«Отрочески звенел» голос Пушкина; кудрявый мальчик стоял перед Державиным за год до его смерти и читал свои стихи и Державин благословил его. Это апофеоз, осуществленный самой историей, это XVIII век склоняется перед XIX-м; это «патриарх русских певцов», в гроб сходя, передает свои полномочия, свой поцелуй и надежды молодому орленку, расправляющему свои изумительные крылья. Точно в этой волнующей символической сцене на лицейском экзамене история литературы хотела показать себя въявь, разыграть себя в лицах и встречей старика и отрока наглядно отметить важный перевал на дороге нашей словесности.
Зазвеневший голос Пушкина не однажды откликался и потом на звуки Державина, но уже и критиковал их, расценивал и находил, что «кумир Державина — четверть золотой, три четверти свинцовый», что «читая его, кажется, читаешь дурной вольный перевод с какого-то чудесного подлинника; ей-Богу, его гений думал по-татарски, а русской грамоты не знал за недосугом».
Благословленный Державиным критик его, несомненно, прав: автор «Фелицы» в своем творчестве так же неровен и пестр, так же являет смешение свинца и золота, как и в своей человеческой личности. Много биографического сообщил он в своих произведениях, и мы знаем, что этот благоразумный эпикуреец при усмирении пугачевского бунта проявлял иногда ненужную и непомерную жестокость; что этот сатирик придворной жизни, «дворских хитростей» на недолгом поприще своем в качестве министра юстиции (1802–1803) противился либеральным начинаниям Александра I и должен был уйти в частную жизнь; что был он ненадежен, страстен, неуживчив — по его собственному выражению, «горяч и в правде чорт», говорил «истину царям» не только с улыбкой, но и гневно, разочаровывался в тех «предметах» высоких сфер, которые издали казались ему божественными, а затем предстали перед ним, как «весьма человеческие», и многое «претерпел в сей жизни, хотя и прав бывал», — но в то же время с обезоруживающей наивностью жалуется он в автобиографических «Записках» своих на затруднения, на «мудреные обстоятельства», в которые попал, когда, ввиду соперничества двух фаворитов Екатерины II-й Зубова и Потемкина, он не знал, «на которую сторону искренне преклониться, ибо от обоих был ласкаем». И в стихах двоится гражданский облик Державина: иные из этих стихов создали ему репутацию чуть не якобинца, и укоризненно ставились ему на вид такие поэтические и политические вольности, как заявления, что у земных богов «покрыты мздою очеса, злодейства землю потрясают, неправда зыблет небеса», что глухие к правде «владыки света — люди те же, в них страсти, хоть на них венцы», что «напоказ хотя и Хан, но так ты чудно, странно мыслишь, что будто на себе кафтан народу подлежащим числишь», и хотя Державин говорил о коне и осле, но почему-то обиделись люди, когда прочли у него:
Однако все это не исключало у Державина ни откровенных славословий, ни грубой, ни тонкой, порою искусно прикрытой лести, и он «благоугождал» не только Богу.

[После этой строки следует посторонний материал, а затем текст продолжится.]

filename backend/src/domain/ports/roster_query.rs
//! Driving port for roster aggregation.
//!
//! Inbound adapters call this port with a parsed [`CourseFilter`] and
//! serialise whatever comes back. The aggregation itself never fails: upstream
//! problems surface as degraded rosters, not as errors.

use async_trait::async_trait;

use crate::domain::{AggregationResult, CourseFilter};

/// Port answering "who is enrolled in which course".
#[cfg_attr(test, mockall::automock)]
#[async_trait]
pub trait RosterQuery: Send + Sync {
    /// Resolve, join, and assemble the roster for `filter`.
    ///
    /// # Examples
    ///
    /// ```rust,ignore
    /// use roster::domain::{AggregationResult, CourseFilter};
    /// use roster::domain::ports::{FixtureRosterQuery, RosterQuery};
    ///
    /// let result = FixtureRosterQuery.aggregate(CourseFilter::All).await;
    /// assert_eq!(result, AggregationResult::Catalogue(Vec::new()));
    /// ```
    async fn aggregate(&self, filter: CourseFilter) -> AggregationResult;
}

/// Fixture implementation reporting an empty catalogue.
#[derive(Debug, Clone, Copy, Default)]
pub struct FixtureRosterQuery;

#[async_trait]
impl RosterQuery for FixtureRosterQuery {
    async fn aggregate(&self, filter: CourseFilter) -> AggregationResult {
        match filter {
            CourseFilter::All => AggregationResult::Catalogue(Vec::new()),
            CourseFilter::ExactName(_) => AggregationResult::NoMatch,
        }
    }
}
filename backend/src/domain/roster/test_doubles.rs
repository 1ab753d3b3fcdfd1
//! Scripted `ResourceClient` double for roster tests.
//!
//! Unlike the mockall double it can delay individual user lookups and
//! records how many lookups overlap, which the ordering and concurrency
//! tests need.

use std::collections::HashMap;
use std::sync::Arc;
use std::sync::atomic::{AtomicUsize, Ordering};
use std::time::Duration;

use async_trait::async_trait;

use crate::domain::ports::{FetchError, ResourceClient};
use crate::domain::{Course, CourseId, Enrollment, User, UserId};

/// Build a course with only the fields the join cares about.
pub(crate) fn course(id: i64, name: &str) -> Course {
    Course {
        id: CourseId::new(id),
        name: name.to_owned(),
        description: None,
        heading: Some(format!("{name} heading")),
        is_published: true,
        image_url: None,
    }
}

/// Build an enrollment whose timestamps encode the user id.
pub(crate) fn enrollment(user_id: i64) -> Enrollment {
    Enrollment {
        user_id: UserId::new(user_id),
        enrolled_at: format!("2024-01-{:02}T08:00:00Z", user_id % 28 + 1),
        completed_at: (user_id % 2 == 0).then(|| "2024-06-01T12:00:00Z".to_owned()),
        percent_complete: u32::try_from(user_id % 101).unwrap_or(0),
        expires_at: None,
    }
}

/// Build a user whose name and email encode the id.
pub(crate) fn user(user_id: i64) -> User {
    User {
        id: UserId::new(user_id),
        name: format!("User {user_id}"),
        email: format!("user{user_id}@example.com"),
        role: "student".to_owned(),
        last_sign_in_ip: None,
        courses: Vec::new(),
    }
}

#[derive(Default)]
pub(crate) struct ScriptedClient {
    courses: Option<Vec<Course>>,
    enrollments: HashMap<CourseId, Option<Vec<Enrollment>>>,
    failing_users: Vec<UserId>,
    delays: HashMap<UserId, Duration>,
    in_flight: AtomicUsize,
    peak_in_flight: AtomicUsize,
    user_calls: AtomicUsize,
}

impl ScriptedClient {
    pub(crate) fn with_courses(mut self, courses: Vec<Course>) -> Self {
        self.courses = Some(courses);
        self
    }

    pub(crate) fn with_enrollments(mut self, course_id: i64, enrollments: Vec<Enrollment>) -> Self {
        self.enrollments
            .insert(CourseId::new(course_id), Some(enrollments));
        self
    }

    pub(crate) fn failing_enrollments(mut self, course_id: i64) -> Self {
        self.enrollments.insert(CourseId::new(course_id), None);
        self
    }

    pub(crate) fn failing_user(mut self, user_id: i64) -> Self {
        self.failing_users.push(UserId::new(user_id));
        self
    }

    pub(crate) fn delayed_user(mut self, user_id: i64, delay: Duration) -> Self {
        self.delays.insert(UserId::new(user_id), delay);
        self
    }

    pub(crate) fn into_arc(self) -> Arc<Self> {
        Arc::new(self)
    }

    pub(crate) fn peak_in_flight(&self) -> usize {
        self.peak_in_flight.load(Ordering::SeqCst)
    }

    pub(crate) fn user_calls(&self) -> usize {
        self.user_calls.load(Ordering::SeqCst)
    }
}

#[async_trait]
impl ResourceClient for ScriptedClient {
    async fn list_courses(&self) -> Result<Vec<Course>, FetchError> {
        self.courses
            .clone()
            .ok_or_else(|| FetchError::transport("connection refused"))
    }

    async fn list_enrollments(&self, course_id: CourseId) -> Result<Vec<Enrollment>, FetchError> {
        match self.enrollments.get(&course_id) {
            Some(Some(enrollments)) => Ok(enrollments.clone()),
            Some(None) => Err(FetchError::status(500_u16, "enrollments unavailable")),
            None => Ok(Vec::new()),
        }
    }

    async fn get_user(&self, user_id: UserId) -> Result<User, FetchError> {
        self.user_calls.fetch_add(1, Ordering::SeqCst);
        let now_in_flight = self.in_flight.fetch_add(1, Ordering::SeqCst) + 1;
        self.peak_in_flight.fetch_max(now_in_flight, Ordering::SeqCst);

        let delay = self
            .delays
            .get(&user_id)
            .copied()
            .unwrap_or(Duration::from_millis(1));
        tokio::time::sleep(delay).await;

        self.in_flight.fetch_sub(1, Ordering::SeqCst);
        if self.failing_users.contains(&user_id) {
            return Err(FetchError::status(404_u16, format!("user {user_id} missing")));
        }
        Ok(user(user_id.get()))
    }
}
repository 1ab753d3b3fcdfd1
//! Inbound adapters that translate external requests into domain service
//! calls while keeping framework details at the edge.
//!
//! HTTP handlers live under [`http`].

pub mod http;
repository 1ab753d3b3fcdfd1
//! Shared helpers for roster integration tests.

use std::collections::{HashMap, HashSet};
use std::sync::Arc;
use std::sync::atomic::{AtomicUsize, Ordering};
use std::time::Duration;

use async_trait::async_trait;
use roster::domain::ports::{FetchError, ResourceClient};
use roster::domain::{Course, CourseId, Enrollment, User, UserId};

pub fn course(id: i64, name: &str) -> Course {
    Course {
        id: CourseId::new(id),
        name: name.to_owned(),
        description: None,
        heading: None,
        is_published: true,
        image_url: None,
    }
}

pub fn enrollment(user_id: i64, enrolled_at: &str) -> Enrollment {
    Enrollment {
        user_id: UserId::new(user_id),
        enrolled_at: enrolled_at.to_owned(),
        completed_at: None,
        percent_complete: 0,
        expires_at: None,
    }
}

pub fn user(id: i64, name: &str) -> User {
    User {
        id: UserId::new(id),
        name: name.to_owned(),
        email: format!("{}@example.com", name.to_lowercase()),
        role: "student".to_owned(),
        last_sign_in_ip: None,
        courses: Vec::new(),
    }
}

/// In-memory learning platform with per-user latency and failure injection.
#[derive(Default)]
pub struct InMemoryPlatform {
    courses: Option<Vec<Course>>,
    enrollments: HashMap<CourseId, Vec<Enrollment>>,
    unavailable_courses: HashSet<CourseId>,
    users: HashMap<UserId, User>,
    latency: HashMap<UserId, Duration>,
    user_calls: AtomicUsize,
}

impl InMemoryPlatform {
    pub fn with_course(mut self, course: Course, enrollments: Vec<Enrollment>) -> Self {
        self.enrollments.insert(course.id, enrollments);
        self.courses.get_or_insert_with(Vec::new).push(course);
        self
    }

    pub fn with_user(mut self, user: User) -> Self {
        self.users.insert(user.id, user);
        self
    }

    pub fn with_latency(mut self, user_id: i64, latency: Duration) -> Self {
        self.latency.insert(UserId::new(user_id), latency);
        self
    }

    pub fn with_unavailable_enrollments(mut self, course_id: i64) -> Self {
        self.unavailable_courses.insert(CourseId::new(course_id));
        self
    }

    pub fn into_client(self) -> Arc<dyn ResourceClient> {
        Arc::new(self)
    }

    pub fn user_calls(&self) -> usize {
        self.user_calls.load(Ordering::SeqCst)
    }
}

#[async_trait]
impl ResourceClient for InMemoryPlatform {
    async fn list_courses(&self) -> Result<Vec<Course>, FetchError> {
        self.courses
            .clone()
            .ok_or_else(|| FetchError::transport("catalogue offline"))
    }

    async fn list_enrollments(&self, course_id: CourseId) -> Result<Vec<Enrollment>, FetchError> {
        if self.unavailable_courses.contains(&course_id) {
            return Err(FetchError::status(503_u16, "maintenance"));
        }
        Ok(self
            .enrollments
            .get(&course_id)
            .cloned()
            .unwrap_or_default())
    }

    async fn get_user(&self, user_id: UserId) -> Result<User, FetchError> {
        self.user_calls.fetch_add(1, Ordering::SeqCst);
        if let Some(latency) = self.latency.get(&user_id) {
            tokio::time::sleep(*latency).await;
        }
        self.users
            .get(&user_id)
            .cloned()
            .ok_or_else(|| FetchError::status(404_u16, format!("user {user_id} not found")))
    }
}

В поэзии своей он тоже проявил много свинцовой тяжести; нередко сплетаются у него в трудный частокол, в какое-то словесное заграждение его грузные обороты, его несуразный синтаксис и такие предвосхищения футуризма, как «буруют бури». Правда, он любит подчинять себе язык, властвовать над его звуками, играть аллитерациями («весна венцом венчалась лета»); изгонять из стихотворения «Соловей во сне», ради соловьиности, звук «эр» но, как в полах длинного татарского халата, мурза нашей литературы, он запутывается в складках русской речи и часто не может освободиться от бремени еще тяготеющего над ним архаизма, не может приобщить себя к уже возникающей литературной личности. И, тем не менее, сквозь все эти громоздкие преграды и путы, в его счастливые моменты на высоте его достижений, прорывается у него Пушкиным оцененное и взвешенное «золото», ниспадают полнозвучные, яркие, энергичные стихи, сверкают поэтические афоризмы или попросту, как спокойная и обильная река, течет живая, свежая, естественная речь. В такие минуты Державин одерживает верх над самим собою, над татарской сутью своей натуры и оказывается предтечей той русской правды и простоты, которая потом впрок пошла нашей новой словесности. Читая его, с удивлением и удовольствием следишь за тем, как в его строках пышные фижмы риторики, посторонние и пустые формы сменяются чем-то родным и понятным, желанной незатейливостью красоты. Он раскрыл клады нашей звучности и в своеобразный «глагол времен, металла звон», в глагол стиха и в малиновый звон освобожденного слова облек содержание своей души.